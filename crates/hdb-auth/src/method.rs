//! The authentication method trait.

use std::fmt;

use bytes::Bytes;

use crate::error::AuthError;

/// Cookie minted by the server after a successful authentication.
#[derive(Clone, PartialEq, Eq)]
pub struct SessionCookie {
    /// Logon name the server resolved for the authenticated identity.
    pub logon_name: String,
    /// Opaque cookie bytes.
    pub cookie: Bytes,
}

impl fmt::Debug for SessionCookie {
    fn fmt(&self, f: &mut fmt::Formatter<'_>) -> fmt::Result {
        f.debug_struct("SessionCookie")
            .field("logon_name", &self.logon_name)
            .field("cookie", &"[REDACTED]")
            .finish()
    }
}

/// One authentication mechanism of the two round exchange.
///
/// The handler calls the steps strictly in order:
/// `initial_data`, `initial_reply`, `final_data`, `final_reply`.
pub trait AuthMethod: Send + Sync + fmt::Debug {
    /// Method name on the wire, e.g. `SCRAMSHA256`.
    fn name(&self) -> &'static str;

    /// Position in the offered method list (lower first).
    fn order(&self) -> u8;

    /// Payload sent next to the method name in the initial request.
    fn initial_data(&mut self) -> Result<Bytes, AuthError>;

    /// Consume the server challenge of the initial reply.
    fn initial_reply(&mut self, data: Bytes) -> Result<(), AuthError>;

    /// User name of the final request, if it differs from the handler's.
    fn final_username(&self) -> Option<&str> {
        None
    }

    /// Payload of the final request.
    fn final_data(&mut self) -> Result<Bytes, AuthError>;

    /// Validate the final reply.
    fn final_reply(&mut self, data: Bytes) -> Result<(), AuthError>;

    /// Cookie minted by the server, available after `final_reply`.
    fn cookie(&self) -> Option<SessionCookie> {
        None
    }
}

::::::::::

Requirement: Nothing but the lines holding the word "AuthError" should be returned from the listing above.

Reply:
use crate::error::AuthError;
    fn initial_data(&mut self) -> Result<Bytes, AuthError>;
    fn initial_reply(&mut self, data: Bytes) -> Result<(), AuthError>;
    fn final_data(&mut self) -> Result<Bytes, AuthError>;
    fn final_reply(&mut self, data: Bytes) -> Result<(), AuthError>;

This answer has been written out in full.